AIFF2021 Award Winners
Niav Conty is undeniably a director to watch, as her vision is at once unflinching and utterly lyrical, forcing the viewer to go beyond a passive state into very actively experiencing every moment of the film. And we would also like to give a very special recognition to the young lead actress, Audrey Grace Marshall, who serves to uplift a very dark story into a place of deep authenticity.
Writer and Director Kaveh Nabatian weaves a vibrant story of three individuals risking it all for a shot at happiness. Director Nabatian and Cinematographer Juan Pablo Ramirez candidly capture the reality that the characters so desperately fight to escape, evoking deep sympathy and leaving lingering emotions.
To be necessary is to step boldly forward, to, as Sontag put it, regard the pain of others. Amidst the chaos of US border policy and anecdotal generalizations about migration across the US/Mexico border, one of the most glaring atrocities of US fencing and policing is the least explored topic: the case of migrants dying in the desert by design. This film does not look away from the corpse; it joins the archeological exhuming work, tracing from the coroner's office all the way to the front door of the families awaiting their relatives who never arrive. Finally, a film connects all of these dots to make perhaps one of the most urgent calls for change to a murderous US immigration policy.
Los Hermanos/The Brothers is an intimate, joyful celebration of family, love, creativity, and music, played out against the backdrop of more than half a century of strife amongst the world's superpowers. Deftly edited, the film never misses a beat as it weaves the many complex layers of the story of two musical brothers, their families, their divergent trajectories, and the tides of geo-politics. The jury is pleased to name Los Hermanos/The Brothers as the recipient of the award for Best Feature Documentary Editing.

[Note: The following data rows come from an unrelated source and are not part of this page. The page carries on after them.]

//! # Primitive Shape Generation
//!
//! Functions to generate the primitive shapes used by the scene. All shapes
//! are generated with proper normals, in a Y-up coordinate system with the
//! board lying in the XZ plane.

use super::GeometryData;
use std::f32::consts::PI;

/// Generate a unit cube centered at the origin.
///
/// Returns a cube with vertices from -0.5 to 0.5 on all axes and per-face
/// normals pointing outward.
pub fn generate_cube() -> GeometryData {
    let mut data = GeometryData::new();

    let positions = [
        // Front face
        [-0.5, -0.5, 0.5], [0.5, -0.5, 0.5], [0.5, 0.5, 0.5], [-0.5, 0.5, 0.5],
        // Back face
        [-0.5, -0.5, -0.5], [-0.5, 0.5, -0.5], [0.5, 0.5, -0.5], [0.5, -0.5, -0.5],
        // Left face
        [-0.5, -0.5, -0.5], [-0.5, -0.5, 0.5], [-0.5, 0.5, 0.5], [-0.5, 0.5, -0.5],
        // Right face
        [0.5, -0.5, 0.5], [0.5, -0.5, -0.5], [0.5, 0.5, -0.5], [0.5, 0.5, 0.5],
        // Top face
        [-0.5, 0.5, 0.5], [0.5, 0.5, 0.5], [0.5, 0.5, -0.5], [-0.5, 0.5, -0.5],
        // Bottom face
        [-0.5, -0.5, -0.5], [0.5, -0.5, -0.5], [0.5, -0.5, 0.5], [-0.5, -0.5, 0.5],
    ];

    let normals = [
        [0.0, 0.0, 1.0], [0.0, 0.0, 1.0], [0.0, 0.0, 1.0], [0.0, 0.0, 1.0],
        [0.0, 0.0, -1.0], [0.0, 0.0, -1.0], [0.0, 0.0, -1.0], [0.0, 0.0, -1.0],
        [-1.0, 0.0, 0.0], [-1.0, 0.0, 0.0], [-1.0, 0.0, 0.0], [-1.0, 0.0, 0.0],
        [1.0, 0.0, 0.0], [1.0, 0.0, 0.0], [1.0, 0.0, 0.0], [1.0, 0.0, 0.0],
        [0.0, 1.0, 0.0], [0.0, 1.0, 0.0], [0.0, 1.0, 0.0], [0.0, 1.0, 0.0],
        [0.0, -1.0, 0.0], [0.0, -1.0, 0.0], [0.0, -1.0, 0.0], [0.0, -1.0, 0.0],
    ];

    data.vertices = positions.to_vec();
    data.normals = normals.to_vec();

    // Two counter-clockwise triangles per face.
    data.indices = vec![
        0, 1, 2, 2, 3, 0,
        4, 5, 6, 6, 7, 4,
        8, 9, 10, 10, 11, 8,
        12, 13, 14, 14, 15, 12,
        16, 17, 18, 18, 19, 16,
        20, 21, 22, 22, 23, 20,
    ];

    data
}

/// Generate a UV sphere of radius 0.5 centered at the origin.
///
/// # Arguments
/// * `longitude_segments` - Number of vertical segments (longitude lines)
/// * `latitude_segments` - Number of horizontal segments (latitude lines)
pub fn generate_sphere(longitude_segments: u32, latitude_segments: u32) -> GeometryData {
    let mut data = GeometryData::new();

    let long_segs = longitude_segments.max(3);
    let lat_segs = latitude_segments.max(2);
    let radius = 0.5;

    for lat in 0..=lat_segs {
        let theta = lat as f32 * PI / lat_segs as f32; // 0 to PI
        let sin_theta = theta.sin();
        let cos_theta = theta.cos();

        for long in 0..=long_segs {
            let phi = long as f32 * 2.0 * PI / long_segs as f32; // 0 to 2*PI
            let sin_phi = phi.sin();
            let cos_phi = phi.cos();

            // Spherical to Cartesian coordinates, Y up
            let x = sin_theta * cos_phi;
            let y = cos_theta;
            let z = sin_theta * sin_phi;

            data.vertices.push([x * radius, y * radius, z * radius]);
            data.normals.push([x, y, z]);
        }
    }

    for lat in 0..lat_segs {
        for long in 0..long_segs {
            let first = lat * (long_segs + 1) + long;
            let second = first + long_segs + 1;

            data.indices.push(first);
            data.indices.push(second);
            data.indices.push(first + 1);

            data.indices.push(second);
            data.indices.push(second + 1);
            data.indices.push(first + 1);
        }
    }

    data
}

/// Generate a flat plane in the XZ plane with the given subdivisions.
///
/// Returns a plane centered at the origin with the normal pointing up
/// (positive Y).
pub fn generate_plane(
    width: f32,
    depth: f32,
    width_segments: u32,
    depth_segments: u32,
) -> GeometryData {
    let mut data = GeometryData::new();

    let w_segs = width_segments.max(1);
    let d_segs = depth_segments.max(1);

    for z in 0..=d_segs {
        let v = z as f32 / d_segs as f32;
        let pos_z = (v - 0.5) * depth;

        for x in 0..=w_segs {
            let u = x as f32 / w_segs as f32;
            let pos_x = (u - 0.5) * width;

            data.vertices.push([pos_x, 0.0, pos_z]);
            data.normals.push([0.0, 1.0, 0.0]);
        }
    }

    for z in 0..d_segs {
        for x in 0..w_segs {
            let i = z * (w_segs + 1) + x;
            let next_row = i + w_segs + 1;

            data.indices.push(i);
            data.indices.push(next_row);
            data.indices.push(i + 1);

            data.indices.push(next_row);
            data.indices.push(next_row + 1);
            data.indices.push(i + 1);
        }
    }

    data
}

/// Generate the reference ground grid: a 20x20 world-unit plane with one
/// subdivision per half unit, matching the modeller's fixed floor grid.
pub fn generate_grid_plane() -> GeometryData {
    generate_plane(20.0, 20.0, 40, 40)
}

/// Generate the forward-direction arrow marker.
///
/// A flat arrow hovering half a unit above the origin, pointing along
/// negative Z: a shaft one unit long plus two barbs. Built from thin quads
/// so backends without a line topology can still draw it.
pub fn generate_direction_marker() -> GeometryData {
    let mut data = GeometryData::new();

    let segments: [([f32; 3], [f32; 3]); 3] = [
        ([0.0, 0.5, 0.0], [0.0, 0.5, -1.0]),
        ([0.0, 0.5, -1.0], [0.2, 0.5, -0.8]),
        ([0.0, 0.5, -1.0], [-0.2, 0.5, -0.8]),
    ];
    let half_width = 0.02;

    for (a, b) in segments {
        let base = data.vertices.len() as u32;
        data.vertices.push([a[0] - half_width, a[1], a[2]]);
        data.vertices.push([a[0] + half_width, a[1], a[2]]);
        data.vertices.push([b[0] + half_width, b[1], b[2]]);
        data.vertices.push([b[0] - half_width, b[1], b[2]]);
        for _ in 0..4 {
            data.normals.push([0.0, 1.0, 0.0]);
        }
        data.indices
            .extend_from_slice(&[base, base + 1, base + 2, base + 2, base + 3, base]);
    }

    data
}

#[cfg(test)]
mod tests {
    use super::*;

    #[test]
    fn test_cube_generation() {
        let cube = generate_cube();
        assert_eq!(cube.vertices.len(), 24); // 6 faces * 4 vertices
        assert_eq!(cube.indices.len(), 36); // 6 faces * 2 triangles * 3 indices
        assert_eq!(cube.triangle_count(), 12);
    }

    #[test]
    fn test_sphere_generation() {
        let sphere = generate_sphere(8, 6);
        assert!(sphere.vertex_count() > 0);
        assert!(sphere.triangle_count() > 0);
        assert_eq!(sphere.vertices.len(), sphere.normals.len());

        // Radius 0.5: every vertex sits on the half-unit sphere.
        for v in &sphere.vertices {
            let len = (v[0] * v[0] + v[1] * v[1] + v[2] * v[2]).sqrt();
            assert!((len - 0.5).abs() < 1e-5);
        }
    }

    #[test]
    fn test_plane_generation() {
        let plane = generate_plane(2.0, 2.0, 2, 2);
        assert_eq!(plane.vertices.len(), 9); // 3x3 grid
        assert_eq!(plane.indices.len(), 24); // 4 quads * 2 triangles * 3 indices
        for v in &plane.vertices {
            assert_eq!(v[1], 0.0);
        }
    }

    #[test]
    fn test_direction_marker_generation() {
        let marker = generate_direction_marker();
        assert_eq!(marker.vertices.len(), 12); // 3 segments * 4 corners
        assert_eq!(marker.triangle_count(), 6);
    }
}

With gorgeous cinematography, well-paced editing, and an on-screen duo that you can't take your eyes off of, Feeling Through delivered a sobering fairytale about perspective in which we walk in the shoes of a homeless New York teen.
The best short documentary goes to Meltdown in Dixie by Emily Harrold that goes behind the headlines of the story of a small town in South Carolina where the Sons of the Confederate Veterans have forced an ice cream shop owner to fly a large confederate flag. While we see headlines like these all too often, this film gives us deeper insight because Ms. Harrold spent the time and got the access to all the key players. This film is an example of how documentary film can flesh out our understanding of current events in ways that the daily news cannot.
Captured with a combination of great skill, timing, and sensitivity, this complex and clear-eyed observational portrait of high school students coming of age in 2020 Oakland, California encapsulates the challenges and opportunities of our times. Finding themselves in the midst of world events and rapid technological change, the young people in this film navigate their way toward adulthood, matched in their earnestness and determination by the filmmakers who follow them. They story of a pivotal time in the lives of these young people evolves into one of the strongest depictions of a historic year. The jury is pleased to award Homeroom a special recognition for documentary feature.
Like a Parkour pathway, this wildly careening film ricochets from one place, one argument, one perception to the next in order to, quite neatly, introduce its audience to the origins of "post radiation accident tourism". Form and function are in perfect communion as editor Dimo Petrov endeavors to provoke intrigue through a diverse array of material sources: nuclear disaster history, rare archival material, renegade selfies, and even clips from Tarkovsky's namesake film. That this documentary makes such a smooth landing introducing you to a radical social movement 37 minutes in, is nothing short of a revolution in cinematic story structure. If "radiation kills only those afraid of it" so too this tour-de-force gives life to the post-apocalyptic.
A true discovery all around with an expertly crafted atmosphere that feels almost meditative in its approach. A perfect reflection of the current mood of 2021, as it softly encourages you to live every moment in the present.
This is a powerful short which threads out the possibilities of individuality and its pursuit within the collective demands of the military. The intimate and unique exploration of gender, military honor, family tradition and personal ambition is all the more impressive given the stoic, minimalist and laconic qualities of the film. The cinematography, the acting and the pacing of the short are all purposeful and intentional, giving us 16 minutes of a well-realized narrative imbued with emotion, tenderness and a message which speaks to the possibilities of determination. The jury is proud to bestow our special recognition to Guide On.
The Seeker by Lance Edmands, is a poetic cinematic portrait of Kenneth Copp, a man who was brought up in the Amish tradition but has lost his faith and become an atheist. The film takes its time to let us feel his struggle and with stunning photography takes us to the different seasons of its character's simple and hardworking farm life. It deserves accolades for its beauty and powerful message on the importance and necessity of critical thought.